- **Data records**
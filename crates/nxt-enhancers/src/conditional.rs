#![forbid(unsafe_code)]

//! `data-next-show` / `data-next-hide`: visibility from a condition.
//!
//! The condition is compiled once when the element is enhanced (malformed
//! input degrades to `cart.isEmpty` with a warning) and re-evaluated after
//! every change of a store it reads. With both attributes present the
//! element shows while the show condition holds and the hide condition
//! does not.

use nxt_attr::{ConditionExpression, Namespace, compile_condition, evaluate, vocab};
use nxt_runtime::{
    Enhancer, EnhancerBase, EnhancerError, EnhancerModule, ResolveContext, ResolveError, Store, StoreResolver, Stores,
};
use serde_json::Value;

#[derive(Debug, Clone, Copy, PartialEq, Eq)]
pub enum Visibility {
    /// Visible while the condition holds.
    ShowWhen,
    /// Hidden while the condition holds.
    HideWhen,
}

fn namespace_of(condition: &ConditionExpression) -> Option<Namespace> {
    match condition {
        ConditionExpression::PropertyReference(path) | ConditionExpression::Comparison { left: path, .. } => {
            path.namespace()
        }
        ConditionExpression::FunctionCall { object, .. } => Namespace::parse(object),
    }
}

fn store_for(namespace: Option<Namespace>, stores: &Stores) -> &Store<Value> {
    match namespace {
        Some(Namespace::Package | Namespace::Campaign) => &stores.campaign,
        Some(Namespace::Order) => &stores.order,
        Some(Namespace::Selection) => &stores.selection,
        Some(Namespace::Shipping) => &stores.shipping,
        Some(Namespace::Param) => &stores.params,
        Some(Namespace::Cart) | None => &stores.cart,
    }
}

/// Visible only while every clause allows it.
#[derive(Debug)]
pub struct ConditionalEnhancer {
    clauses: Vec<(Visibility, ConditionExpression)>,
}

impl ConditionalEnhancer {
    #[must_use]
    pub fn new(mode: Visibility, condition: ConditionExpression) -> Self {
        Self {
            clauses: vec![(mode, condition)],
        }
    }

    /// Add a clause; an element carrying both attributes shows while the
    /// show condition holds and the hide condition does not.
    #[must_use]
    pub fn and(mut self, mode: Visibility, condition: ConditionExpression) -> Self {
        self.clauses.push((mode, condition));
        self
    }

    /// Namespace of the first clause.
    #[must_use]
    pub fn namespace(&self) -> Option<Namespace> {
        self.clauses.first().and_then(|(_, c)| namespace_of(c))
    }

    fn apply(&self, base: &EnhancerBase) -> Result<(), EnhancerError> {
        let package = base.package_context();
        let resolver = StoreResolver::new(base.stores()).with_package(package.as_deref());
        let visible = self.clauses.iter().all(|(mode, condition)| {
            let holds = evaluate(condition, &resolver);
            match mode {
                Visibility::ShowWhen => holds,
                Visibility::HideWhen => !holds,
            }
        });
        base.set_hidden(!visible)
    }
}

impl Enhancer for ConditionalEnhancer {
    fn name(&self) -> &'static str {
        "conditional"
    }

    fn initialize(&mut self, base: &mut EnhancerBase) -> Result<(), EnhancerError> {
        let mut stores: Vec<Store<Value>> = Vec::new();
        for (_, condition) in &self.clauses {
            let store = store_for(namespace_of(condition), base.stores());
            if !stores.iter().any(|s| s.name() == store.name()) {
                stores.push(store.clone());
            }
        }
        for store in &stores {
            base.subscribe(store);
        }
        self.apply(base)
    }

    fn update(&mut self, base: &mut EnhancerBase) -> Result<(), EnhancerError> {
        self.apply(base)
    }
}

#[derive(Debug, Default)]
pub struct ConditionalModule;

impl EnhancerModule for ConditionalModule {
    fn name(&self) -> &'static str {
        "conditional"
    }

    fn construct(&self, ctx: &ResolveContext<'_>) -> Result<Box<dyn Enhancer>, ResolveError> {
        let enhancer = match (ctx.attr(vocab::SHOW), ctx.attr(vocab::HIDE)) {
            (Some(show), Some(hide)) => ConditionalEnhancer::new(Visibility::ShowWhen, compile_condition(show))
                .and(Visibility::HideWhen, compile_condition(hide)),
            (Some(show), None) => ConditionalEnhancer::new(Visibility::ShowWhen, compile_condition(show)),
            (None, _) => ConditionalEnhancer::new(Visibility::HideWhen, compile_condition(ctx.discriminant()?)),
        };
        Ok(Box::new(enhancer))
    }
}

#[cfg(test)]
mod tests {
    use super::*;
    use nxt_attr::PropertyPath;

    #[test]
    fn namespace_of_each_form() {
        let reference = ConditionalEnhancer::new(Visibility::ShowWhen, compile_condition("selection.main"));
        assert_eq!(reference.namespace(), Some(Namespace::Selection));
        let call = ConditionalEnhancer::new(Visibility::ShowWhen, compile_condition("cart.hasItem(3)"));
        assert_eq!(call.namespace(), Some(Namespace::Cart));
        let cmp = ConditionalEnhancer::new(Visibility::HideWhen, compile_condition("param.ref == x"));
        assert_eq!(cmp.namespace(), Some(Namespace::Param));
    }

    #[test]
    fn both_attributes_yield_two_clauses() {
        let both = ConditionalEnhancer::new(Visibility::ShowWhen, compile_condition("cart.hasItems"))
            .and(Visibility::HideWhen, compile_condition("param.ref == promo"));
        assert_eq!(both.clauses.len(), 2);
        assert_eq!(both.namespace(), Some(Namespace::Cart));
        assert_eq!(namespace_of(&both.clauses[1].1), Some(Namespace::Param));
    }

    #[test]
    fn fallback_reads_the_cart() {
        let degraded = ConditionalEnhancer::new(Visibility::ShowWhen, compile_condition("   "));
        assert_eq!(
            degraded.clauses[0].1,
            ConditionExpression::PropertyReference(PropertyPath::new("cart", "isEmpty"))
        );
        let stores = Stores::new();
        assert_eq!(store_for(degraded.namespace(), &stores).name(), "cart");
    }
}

- **Work required**
Both end lines included, restate word for word the lines above from the line with "fn store_for(namespace: Option<Namespace>, stores: &Stores)" to the line with "fn apply(&self, base: &EnhancerBase)", and nothing else.

- **Response to the task**
fn store_for(namespace: Option<Namespace>, stores: &Stores) -> &Store<Value> {
    match namespace {
        Some(Namespace::Package | Namespace::Campaign) => &stores.campaign,
        Some(Namespace::Order) => &stores.order,
        Some(Namespace::Selection) => &stores.selection,
        Some(Namespace::Shipping) => &stores.shipping,
        Some(Namespace::Param) => &stores.params,
        Some(Namespace::Cart) | None => &stores.cart,
    }
}

/// Visible only while every clause allows it.
#[derive(Debug)]
pub struct ConditionalEnhancer {
    clauses: Vec<(Visibility, ConditionExpression)>,
}

impl ConditionalEnhancer {
    #[must_use]
    pub fn new(mode: Visibility, condition: ConditionExpression) -> Self {
        Self {
            clauses: vec![(mode, condition)],
        }
    }

    /// Add a clause; an element carrying both attributes shows while the
    /// show condition holds and the hide condition does not.
    #[must_use]
    pub fn and(mut self, mode: Visibility, condition: ConditionExpression) -> Self {
        self.clauses.push((mode, condition));
        self
    }

    /// Namespace of the first clause.
    #[must_use]
    pub fn namespace(&self) -> Option<Namespace> {
        self.clauses.first().and_then(|(_, c)| namespace_of(c))
    }

    fn apply(&self, base: &EnhancerBase) -> Result<(), EnhancerError> {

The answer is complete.